Unfortunately I have no connection to the authoring of the video. I merely uploaded it as a show of support and like-mindedness.

I feel that the video was a clever, harsh, striking, and much-needed parody/satire on the current state of hip hop. Hip hop, originated as a black folk style of music, the voice of the innercity. A conscious, aware, if hardened by it’s environment, expression of the life of middle/poor-class African Americans and Hispanic/Latino Americans in America. It has, like EVERY style of music before it, finally succumb to commercialization and thus the current POPULAR hip hop is little more than brain-mush over percolating beats. This song highlights that, with the line: “I used to makes song with concepts and shit, but now I wanna go platinum”. The irony of that line, says it all.

In addition to being a strong satire/parody, it also instills some very strong positivities: reading, hygiene, ownership of things that cultivate wealth and worth (buy some land), responsibility (raise your kids), etc…concepts that popular hip hop is NOT teaching to our youth anymore.

So it parodies viciously, and instructs what is lacking concurrently.

For this reason, as an African American male who is passionate about the origins of hip hop and a purist of the hip hop form sans commercialization, and as a human being in general worried for our future and our progeny, I couldn’t HELP but support the creator of the song and video by uploading it.

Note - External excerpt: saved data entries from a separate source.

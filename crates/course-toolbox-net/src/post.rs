//! One form post.

use std::time::Duration;

use crate::client::FormClient;
use crate::error::{NetworkError, Result};
use crate::targets;

/// A form post being assembled. Nothing is sent until [`send`](Self::send).
pub struct FormPost {
    client: FormClient,
    url: String,
    headers: http::HeaderMap,
    fields: Vec<(String, String)>,
    timeout: Option<Duration>,
}

impl FormPost {
    pub(crate) fn new(client: FormClient, url: String) -> Self {
        Self {
            client,
            url,
            headers: http::HeaderMap::new(),
            fields: Vec::new(),
            timeout: None,
        }
    }

    /// Add a header for this post only.
    ///
    /// Invalid names or values are skipped with a warning.
    pub fn header(
        mut self,
        name: impl TryInto<http::HeaderName>,
        value: impl TryInto<http::HeaderValue>,
    ) -> Self {
        match (name.try_into(), value.try_into()) {
            (Ok(name), Ok(value)) => {
                self.headers.insert(name, value);
            }
            _ => tracing::warn!(target: targets::HTTP, "skipping invalid request header"),
        }
        self
    }

    /// Set the form fields, in submission order.
    pub fn form(mut self, fields: Vec<(String, String)>) -> Self {
        self.fields = fields;
        self
    }

    /// Override the client's timeout for this post, if `timeout` is given.
    pub fn timeout_opt(mut self, timeout: Option<Duration>) -> Self {
        if timeout.is_some() {
            self.timeout = timeout;
        }
        self
    }

    pub fn url(&self) -> &str {
        &self.url
    }

    /// Send the form and return the reply body.
    ///
    /// A non-2xx status yields [`NetworkError::HttpStatus`] carrying the body,
    /// if there was one.
    #[tracing::instrument(skip_all, target = "course_toolbox_net::http", level = "debug", fields(url = %self.url))]
    pub async fn send(self) -> Result<String> {
        let url = url::Url::parse(&self.url)?;
        let mut request = self
            .client
            .reqwest_client()
            .post(url)
            .headers(self.headers)
            .form(&self.fields);
        if let Some(timeout) = self.timeout {
            request = request.timeout(timeout);
        }

        let response = request.send().await?;
        let status = response.status();
        tracing::debug!(target: targets::HTTP, status = status.as_u16(), "reply received");

        let body = response.text().await?;
        if status.is_success() {
            Ok(body)
        } else {
            Err(NetworkError::HttpStatus {
                status: status.as_u16(),
                message: Some(body).filter(|b| !b.is_empty()),
            })
        }
    }
}

impl std::fmt::Debug for FormPost {
    fn fmt(&self, f: &mut std::fmt::Formatter<'_>) -> std::fmt::Result {
        f.debug_struct("FormPost")
            .field("url", &self.url)
            .field("fields", &self.fields.len())
            .finish()
    }
}
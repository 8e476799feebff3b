//! Action dispatch.
//!
//! One [`ActionDispatcher`] serves a whole page. For each click it resolves
//! three things:
//!
//! 1. the interactive link that was clicked (the target itself or its
//!    nearest link ancestor),
//! 2. the link's raw action id,
//! 3. the item the link belongs to (the nearest activity or section beyond
//!    the link).
//!
//! If any of them is missing the event is ignored. Otherwise the action id is
//! looked up in an immutable routing table built once with
//! [`DispatcherBuilder`]. Ids with no route are a silent no-op, so the page can
//! render actions the engine does not handle yet.

mod event;

pub use event::{ClickEvent, EventNode};

use std::collections::HashMap;
use std::sync::Arc;

use course_toolbox_core::PerfSpan;
use course_toolbox_core::logging::span_names;

use crate::model::{Action, ItemRef};
use crate::targets;
use crate::transport::MutationTask;

/// A resolved request to perform an action on an item.
#[derive(Clone, Debug, PartialEq, Eq)]
pub struct ActionInvocation {
    pub action: Action,
    /// The link's raw action id (e.g. `groupsseparate`).
    pub action_id: String,
    pub item: ItemRef,
}

/// Something that performs actions.
pub trait ActionHandler: Send + Sync {
    /// Perform the action. Returns the mutation it sent, if any.
    fn handle(&self, invocation: &ActionInvocation) -> Option<MutationTask>;
}

/// Result of dispatching a click.
#[derive(Debug)]
pub enum DispatchResult {
    /// A handler ran. Carries the mutation it sent, if any.
    Handled(Option<MutationTask>),
    /// Link, action id or owning item could not be resolved.
    Ignored,
    /// The action id has no route.
    Unrouted(String),
}

impl DispatchResult {
    pub fn was_handled(&self) -> bool {
        matches!(self, Self::Handled(_))
    }

    /// The mutation sent by the handler, if any.
    pub fn into_task(self) -> Option<MutationTask> {
        match self {
            Self::Handled(task) => task,
            _ => None,
        }
    }
}

/// Builds the routing table of an [`ActionDispatcher`].
#[derive(Default)]
pub struct DispatcherBuilder {
    routes: HashMap<Action, Arc<dyn ActionHandler>>,
}

impl DispatcherBuilder {
    pub fn new() -> Self {
        Self::default()
    }

    /// Route `action` to `handler`, replacing any earlier route.
    pub fn route(mut self, action: Action, handler: Arc<dyn ActionHandler>) -> Self {
        self.routes.insert(action, handler);
        self
    }

    /// Route several actions to the same handler.
    pub fn route_all(mut self, actions: &[Action], handler: Arc<dyn ActionHandler>) -> Self {
        for action in actions {
            self.routes.insert(*action, handler.clone());
        }
        self
    }

    pub fn build(self) -> ActionDispatcher {
        ActionDispatcher {
            routes: self.routes,
        }
    }
}

/// Routes clicks to action handlers.
pub struct ActionDispatcher {
    routes: HashMap<Action, Arc<dyn ActionHandler>>,
}

impl ActionDispatcher {
    pub fn builder() -> DispatcherBuilder {
        DispatcherBuilder::new()
    }

    pub fn has_route(&self, action: Action) -> bool {
        self.routes.contains_key(&action)
    }

    /// Resolve a click without running anything.
    ///
    /// Returns the raw action id and owning item, or `None` if either (or the
    /// link itself) is missing.
    pub fn resolve(event: &ClickEvent) -> Option<(String, ItemRef)> {
        let link_pos = event
            .path
            .iter()
            .position(|node| matches!(node, EventNode::Link { .. }))?;
        let action = match &event.path[link_pos] {
            EventNode::Link { action: Some(id) } if !id.is_empty() => id.clone(),
            _ => return None,
        };
        let item = event.path[link_pos + 1..].iter().find_map(|node| match node {
            EventNode::Activity(id) => Some(ItemRef::Activity(id.clone())),
            EventNode::Section(id) => Some(ItemRef::Section(id.clone())),
            _ => None,
        })?;
        Some((action, item))
    }

    /// Dispatch one click.
    #[tracing::instrument(skip_all, target = "course_toolbox::dispatch", level = "trace")]
    pub fn dispatch(&self, event: &mut ClickEvent) -> DispatchResult {
        let _perf = PerfSpan::new(span_names::DISPATCH);

        let Some((action_id, item)) = Self::resolve(event) else {
            tracing::trace!(target: targets::DISPATCH, "click not on an item action, ignoring");
            return DispatchResult::Ignored;
        };

        let Some((action, handler)) = Action::from_id(&action_id)
            .and_then(|action| Some((action, self.routes.get(&action)?)))
        else {
            tracing::trace!(target: targets::DISPATCH, action = %action_id, "no route for action");
            return DispatchResult::Unrouted(action_id);
        };

        event.prevent_default();
        tracing::debug!(target: targets::DISPATCH, %action, ?item, "dispatching action");
        let invocation = ActionInvocation {
            action,
            action_id,
            item,
        };
        DispatchResult::Handled(handler.handle(&invocation))
    }
}

impl std::fmt::Debug for ActionDispatcher {
    fn fmt(&self, f: &mut std::fmt::Formatter<'_>) -> std::fmt::Result {
        let mut routes: Vec<String> = self.routes.keys().map(ToString::to_string).collect();
        routes.sort();
        f.debug_struct("ActionDispatcher").field("routes", &routes).finish()
    }
}

#[cfg(test)]
mod tests {
    use super::*;
    use crate::model::{ItemId, SectionId};
    use parking_lot::Mutex;

    #[derive(Default)]
    struct Recorder {
        seen: Mutex<Vec<ActionInvocation>>,
    }

    impl ActionHandler for Recorder {
        fn handle(&self, invocation: &ActionInvocation) -> Option<MutationTask> {
            self.seen.lock().push(invocation.clone());
            None
        }
    }

    fn dispatcher(recorder: &Arc<Recorder>) -> ActionDispatcher {
        ActionDispatcher::builder()
            .route_all(&Action::ALL, recorder.clone())
            .build()
    }

    #[test]
    fn test_icon_click_resolves_to_link() {
        let recorder = Arc::new(Recorder::default());
        let mut event = ClickEvent::on_activity_icon(7, "moveright");

        let result = dispatcher(&recorder).dispatch(&mut event);

        assert!(result.was_handled());
        assert!(event.is_default_prevented());
        let seen = recorder.seen.lock();
        assert_eq!(seen[0].action, Action::IndentIncrease);
        assert_eq!(seen[0].item, ItemRef::Activity(ItemId::from(7)));
    }

    #[test]
    fn test_group_variants_keep_raw_id() {
        let recorder = Arc::new(Recorder::default());
        let dispatcher = dispatcher(&recorder);
        for id in ["groupsnone", "groupsseparate", "groupsvisible"] {
            dispatcher.dispatch(&mut ClickEvent::on_activity_link(1, id));
        }
        let seen = recorder.seen.lock();
        assert!(seen.iter().all(|i| i.action == Action::SetGroupMode));
        assert_eq!(seen[2].action_id, "groupsvisible");
    }

    #[test]
    fn test_unresolvable_events_are_ignored() {
        let recorder = Arc::new(Recorder::default());
        let dispatcher = dispatcher(&recorder);

        // No link on the path.
        let mut event = ClickEvent::new(vec![EventNode::Element, EventNode::Activity(ItemId::from(1))]);
        assert!(matches!(dispatcher.dispatch(&mut event), DispatchResult::Ignored));

        // Link without an action id.
        let mut event = ClickEvent::new(vec![
            EventNode::Link { action: None },
            EventNode::Activity(ItemId::from(1)),
        ]);
        assert!(matches!(dispatcher.dispatch(&mut event), DispatchResult::Ignored));

        // Link outside any item.
        let mut event = ClickEvent::new(vec![EventNode::Link {
            action: Some("delete".to_string()),
        }]);
        assert!(matches!(dispatcher.dispatch(&mut event), DispatchResult::Ignored));

        // Item found only below the link does not count.
        let mut event = ClickEvent::new(vec![
            EventNode::Activity(ItemId::from(1)),
            EventNode::Link { action: Some("delete".to_string()) },
        ]);
        assert!(matches!(dispatcher.dispatch(&mut event), DispatchResult::Ignored));

        assert!(recorder.seen.lock().is_empty());
        assert!(!event.is_default_prevented());
    }

    #[test]
    fn test_unknown_action_is_noop() {
        let recorder = Arc::new(Recorder::default());
        let mut event = ClickEvent::on_section_link(2, "move");

        let result = dispatcher(&recorder).dispatch(&mut event);

        assert!(matches!(result, DispatchResult::Unrouted(ref id) if id == "move"));
        assert!(!event.is_default_prevented());
        assert!(recorder.seen.lock().is_empty());
    }

    #[test]
    fn test_section_link_resolves_section() {
        let (action, item) = ActionDispatcher::resolve(&ClickEvent::on_section_link(4, "highlight")).unwrap();
        assert_eq!(action, "highlight");
        assert_eq!(item, ItemRef::Section(SectionId::from(4)));
    }

    #[test]
    fn test_missing_route_is_unrouted() {
        let dispatcher = ActionDispatcher::builder().build();
        assert!(!dispatcher.has_route(Action::Delete));
        let result = dispatcher.dispatch(&mut ClickEvent::on_activity_link(1, "delete"));
        assert!(matches!(result, DispatchResult::Unrouted(_)));
    }
}
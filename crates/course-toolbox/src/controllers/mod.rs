//! Controllers: one per piece of editable state.
//!
//! Every controller follows the same shape. `apply` validates the requested
//! change, mutates the document optimistically, then hands a
//! [`MutationRequest`](crate::transport::MutationRequest) to the shared
//! [`Transport`]. It returns the in-flight [`MutationTask`](crate::transport::MutationTask),
//! or `None` when the change was refused and nothing was sent.

mod delete;
mod duplicate;
mod group_mode;
mod highlight;
mod indent;
mod rename;
mod section_visibility;
mod visibility;

pub use delete::DeleteController;
pub use duplicate::DuplicateController;
pub use group_mode::GroupModeController;
pub use highlight::HighlightController;
pub use indent::{IndentController, IndentDirection};
pub use rename::RenameController;
pub use section_visibility::SectionVisibilityController;
pub use visibility::{VisibilityController, VisibilityModule};

use std::sync::Arc;

use crate::collaborators::Services;
use crate::config::ToolboxConfig;
use crate::model::DocumentHandle;
use crate::transport::Transport;

/// Everything a controller works with.
#[derive(Clone)]
pub struct ControllerContext {
    pub document: DocumentHandle,
    pub transport: Transport,
    pub services: Services,
    pub config: Arc<ToolboxConfig>,
}

impl ControllerContext {
    pub fn new(
        document: DocumentHandle,
        transport: Transport,
        services: Services,
        config: Arc<ToolboxConfig>,
    ) -> Arc<Self> {
        Arc::new(Self {
            document,
            transport,
            services,
            config,
        })
    }
}

impl std::fmt::Debug for ControllerContext {
    fn fmt(&self, f: &mut std::fmt::Formatter<'_>) -> std::fmt::Result {
        f.debug_struct("ControllerContext")
            .field("document", &self.document)
            .field("transport", &self.transport)
            .finish_non_exhaustive()
    }
}
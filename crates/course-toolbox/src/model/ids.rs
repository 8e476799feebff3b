//! Opaque identifiers for course items and sections.
//!
//! Identifiers are server-assigned tokens. The wire format is not consistent
//! about their type (the same id may arrive as `"12"` or `12`), so both forms
//! deserialize to the same normalized string and compare equal.

use std::fmt;

use serde::{Deserialize, Deserializer, Serialize};

macro_rules! opaque_id {
    ($(#[$meta:meta])* $name:ident) => {
        $(#[$meta])*
        #[derive(Clone, Debug, Default, PartialEq, Eq, Hash, PartialOrd, Ord, Serialize)]
        #[serde(transparent)]
        pub struct $name(String);

        impl $name {
            /// Create an identifier from any string-like token.
            pub fn new(token: impl Into<String>) -> Self {
                Self(token.into().trim().to_string())
            }

            /// The normalized token.
            pub fn as_str(&self) -> &str {
                &self.0
            }

            /// Read an identifier from a loosely typed JSON value.
            ///
            /// Strings and integers are accepted; anything else yields `None`.
            pub fn from_json(value: &serde_json::Value) -> Option<Self> {
                match value {
                    serde_json::Value::String(s) if !s.trim().is_empty() => Some(Self::new(s.as_str())),
                    serde_json::Value::Number(n) if n.is_i64() || n.is_u64() => Some(Self(n.to_string())),
                    _ => None,
                }
            }
        }

        impl fmt::Display for $name {
            fn fmt(&self, f: &mut fmt::Formatter<'_>) -> fmt::Result {
                f.write_str(&self.0)
            }
        }

        impl From<i32> for $name {
            fn from(value: i32) -> Self {
                Self(value.to_string())
            }
        }

        impl From<i64> for $name {
            fn from(value: i64) -> Self {
                Self(value.to_string())
            }
        }

        impl From<u64> for $name {
            fn from(value: u64) -> Self {
                Self(value.to_string())
            }
        }

        impl From<&str> for $name {
            fn from(value: &str) -> Self {
                Self::new(value)
            }
        }

        impl From<String> for $name {
            fn from(value: String) -> Self {
                Self::new(value)
            }
        }

        impl<'de> Deserialize<'de> for $name {
            fn deserialize<D: Deserializer<'de>>(deserializer: D) -> Result<Self, D::Error> {
                #[derive(Deserialize)]
                #[serde(untagged)]
                enum Raw {
                    Text(String),
                    Signed(i64),
                    Unsigned(u64),
                }

                Ok(match Raw::deserialize(deserializer)? {
                    Raw::Text(s) => Self::new(s),
                    Raw::Signed(n) => Self(n.to_string()),
                    Raw::Unsigned(n) => Self(n.to_string()),
                })
            }
        }
    };
}

opaque_id! {
    /// Identifier of one course activity or resource (a course module).
    ItemId
}

opaque_id! {
    /// Identifier of one course section.
    SectionId
}
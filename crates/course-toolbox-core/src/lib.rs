//! Core primitives for the course toolbox.
//!
//! This crate provides the small set of building blocks the editing engine is
//! assembled from:
//!
//! - **Signal/Slot System**: Type-safe notification with connection ids
//! - **Subscriptions**: Scoped connection guards and bundled subscription sets
//!   that detach together
//! - **Runtime**: Access to the tokio runtime the engine spawns onto, plus
//!   delayed (deferred) tasks
//! - **Logging**: Tracing targets and a performance span helper
//!
//! # Signal/Slot Example
//!
//! ```
//! use course_toolbox_core::Signal;
//!
//! let title_changed = Signal::<String>::new();
//!
//! let conn_id = title_changed.connect(|title| {
//!     println!("Title changed to: {}", title);
//! });
//!
//! title_changed.emit("Week 1".to_string());
//! title_changed.disconnect(conn_id);
//! ```
//!
//! # Subscription Set Example
//!
//! ```
//! use std::sync::Arc;
//! use course_toolbox_core::{Signal, SubscriptionSet};
//!
//! let blurred = Arc::new(Signal::<()>::new());
//! let submitted = Arc::new(Signal::<String>::new());
//!
//! let mut subscriptions = SubscriptionSet::new();
//! subscriptions.push(blurred.connect_guarded(|_| {}));
//! subscriptions.push(submitted.connect_guarded(|_| {}));
//! assert_eq!(subscriptions.active_count(), 2);
//!
//! // One call detaches everything that was acquired together.
//! subscriptions.release();
//! assert_eq!(blurred.connection_count(), 0);
//! assert_eq!(submitted.connection_count(), 0);
//! ```

mod error;
pub mod logging;
pub mod runtime;
pub mod signal;

pub use error::{CoreError, Result};
pub use logging::PerfSpan;
pub use signal::{ConnectionGuard, ConnectionId, Signal, Subscription, SubscriptionSet};
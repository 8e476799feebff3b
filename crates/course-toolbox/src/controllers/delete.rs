//! Deleting activities.

use std::sync::Arc;

use super::ControllerContext;
use crate::collaborators::StringArgs;
use crate::dispatch::{ActionHandler, ActionInvocation};
use crate::model::{ItemId, ItemRef};
use crate::targets;
use crate::transport::{MutationRequest, MutationTask, RequestOptions};

/// Deletes activities after confirmation.
///
/// The view is removed before the request goes out and is not restored if the
/// server later refuses.
#[derive(Debug)]
pub struct DeleteController {
    ctx: Arc<ControllerContext>,
}

impl DeleteController {
    pub fn new(ctx: Arc<ControllerContext>) -> Self {
        Self { ctx }
    }

    pub fn apply(&self, item: &ItemId) -> Option<MutationTask> {
        let (module_type, name) = self
            .ctx
            .document
            .read(|doc| doc.activity(item).map(|a| (a.module_type.clone(), a.name.clone())))?;

        let services = &self.ctx.services;
        let type_name = services.string("pluginname", &module_type);
        let message = match name {
            Some(name) => services.strings.get_string(
                "deletechecktypename",
                "moodle",
                &StringArgs::fields([("type", type_name), ("name", name)]),
            ),
            None => services.strings.get_string(
                "deletechecktype",
                "moodle",
                &StringArgs::fields([("type", type_name)]),
            ),
        };
        if !services.confirm.confirm(&message) {
            tracing::trace!(target: targets::CONTROLLER, %item, "delete not confirmed");
            return None;
        }

        self.ctx.document.update(|doc| doc.remove_activity(item));
        tracing::debug!(target: targets::CONTROLLER, %item, "activity removed");

        let request = MutationRequest::resource().delete().id(item);
        let task = self
            .ctx
            .transport
            .send(request, None, None, RequestOptions::default());
        services.action_menu.hide_menu();
        Some(task)
    }
}

impl ActionHandler for DeleteController {
    fn handle(&self, invocation: &ActionInvocation) -> Option<MutationTask> {
        match &invocation.item {
            ItemRef::Activity(item) => self.apply(item),
            ItemRef::Section(_) => None,
        }
    }
}
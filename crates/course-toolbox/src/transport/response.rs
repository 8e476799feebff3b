//! Parsed mutation replies.

use serde_json::{Map, Value};

use crate::model::ItemId;

/// The server's reply to a mutation.
///
/// Only a handful of fields have meaning to the engine; anything else is kept
/// in `extra`. Parsing is lenient: a body that is not a JSON object yields an
/// empty, successful response.
#[derive(Clone, Debug, Default, PartialEq)]
pub struct MutationResponse {
    /// Present when the server rejected the mutation.
    pub error: Option<String>,
    /// Authoritative item title.
    pub instancename: Option<String>,
    /// Items whose own visibility flips along with a section.
    pub resourcestotoggle: Vec<ItemId>,
    /// Rendered content of a newly created item.
    pub fullcontent: Option<String>,
    pub extra: Map<String, Value>,
}

impl MutationResponse {
    pub fn parse(body: &str) -> Self {
        match serde_json::from_str::<Value>(body) {
            Ok(Value::Object(map)) => Self::from_map(map),
            Ok(_) => {
                tracing::debug!(target: "course_toolbox::transport", "response is not an object, treating as empty");
                Self::default()
            }
            Err(e) => {
                if !body.trim().is_empty() {
                    tracing::debug!(target: "course_toolbox::transport", error = %e, "unparseable response, treating as empty");
                }
                Self::default()
            }
        }
    }

    fn from_map(mut map: Map<String, Value>) -> Self {
        let error = map.remove("error").and_then(|value| match value {
            Value::Null => None,
            Value::String(message) => Some(message),
            other => Some(other.to_string()),
        });
        let instancename = map
            .remove("instancename")
            .and_then(|v| v.as_str().map(str::to_string));
        let resourcestotoggle = match map.remove("resourcestotoggle") {
            Some(Value::Array(items)) => items.iter().filter_map(ItemId::from_json).collect(),
            _ => Vec::new(),
        };
        let fullcontent = map
            .remove("fullcontent")
            .and_then(|v| v.as_str().map(str::to_string));

        Self {
            error,
            instancename,
            resourcestotoggle,
            fullcontent,
            extra: map,
        }
    }

    pub fn is_error(&self) -> bool {
        self.error.is_some()
    }

    /// Whether `id` is listed in `resourcestotoggle`.
    pub fn toggles(&self, id: &ItemId) -> bool {
        self.resourcestotoggle.contains(id)
    }
}
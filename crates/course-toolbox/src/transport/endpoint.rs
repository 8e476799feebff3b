//! Where mutations are delivered.

use course_toolbox_net::{FormClient, NetworkError};
use futures_util::future::BoxFuture;

use super::mutation::RequestOptions;
use crate::config::ToolboxConfig;
use crate::error::ConfigError;

/// Delivers one URL-encoded form and yields the raw response body.
///
/// Implementations must not retry: each call is one delivery attempt. An
/// error status is returned as [`NetworkError::HttpStatus`] with the reply
/// body attached, so the transport can still find an `error` field in it.
pub trait MutationEndpoint: Send + Sync {
    fn post_form(
        &self,
        form: Vec<(String, String)>,
        options: RequestOptions,
    ) -> BoxFuture<'static, Result<String, NetworkError>>;
}

/// Posts mutations to the course REST endpoint over HTTP.
#[derive(Clone, Debug)]
pub struct HttpEndpoint {
    client: FormClient,
    url: String,
}

impl HttpEndpoint {
    pub fn new(client: FormClient, url: impl Into<String>) -> Self {
        Self {
            client,
            url: url.into(),
        }
    }

    /// Build a client and endpoint from a page configuration.
    pub fn from_config(config: &ToolboxConfig) -> Result<Self, ConfigError> {
        let mut builder = FormClient::builder()
            .default_header("X-Requested-With", "XMLHttpRequest")?;
        if let Some(timeout) = config.request_timeout() {
            builder = builder.timeout(timeout);
        }
        Ok(Self::new(builder.build()?, config.endpoint_url()?))
    }

    pub fn url(&self) -> &str {
        &self.url
    }
}

impl MutationEndpoint for HttpEndpoint {
    fn post_form(
        &self,
        form: Vec<(String, String)>,
        options: RequestOptions,
    ) -> BoxFuture<'static, Result<String, NetworkError>> {
        let mut request = self
            .client
            .post(&self.url)
            .form(form)
            .timeout_opt(options.timeout);
        for (name, value) in options.headers {
            request = request.header(name.as_str(), value.as_str());
        }

        Box::pin(request.send())
    }
}
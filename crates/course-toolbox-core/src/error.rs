//! Error types for the toolbox core.

use std::fmt;

/// The main error type for core operations.
#[derive(Debug, Clone, PartialEq, Eq)]
pub enum CoreError {
    /// No tokio runtime is running and the fallback runtime could not be built.
    RuntimeUnavailable(String),
}

impl fmt::Display for CoreError {
    fn fmt(&self, f: &mut fmt::Formatter<'_>) -> fmt::Result {
        match self {
            Self::RuntimeUnavailable(msg) => {
                write!(f, "No async runtime available: {msg}")
            }
        }
    }
}

impl std::error::Error for CoreError {}

/// A specialized Result type for core operations.
pub type Result<T> = std::result::Result<T, CoreError>;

What are your thoughts? Here’s a CNN report to further some discussion.

3 Comments »

  • James said:

    Wow, that CNN report was wretched. Talk about missing the point. I mean if you really stretch it I suppose you could worry about the implications for African-Americans, but taking the “OMG the children!” angle? Where the hell did that come from? Didn’t the Simpsons destroy the notion that only children watch cartoons back in 1989? How can you miss the point that some of the juvenile tendencies of hip-hop can only be effectively communicated through juvenile means? The title itself made it clear that that the people who this video was directed at aren’t reading in the first place! Crazy pills I tell you, everybody’s taking them!

  • zoe dune said:

    I went straight to the cnn site and submitted a comment for Tony Harris:

    Tony Harris is completely “out of touch” with how the world works. Watching his response to BET’s ‘Read A Book’ video, he doesn’t seem to get the kind of vulgarity and materialistic life style that rap and rap followers of today encourage and embrace! Read a book takes the intensity of a rap video (probably something he’s never seen either) which is something that is easily absorbed by a rap/hip-hop hungry youth to deliver a positive message… he can’t seem to get to that though and instead treats it like any other pop vulgarity that is shoved into our youth’s faces everyday with even darker messages like, “drink malt liquor and buy some rims and be sexist towards women!”

    Tony Harris must be the whitest black man ever! You sir, are an embarrassment to… pretty much… society and so out of touch..that you can’t be speaking for/to anyone who pays attention.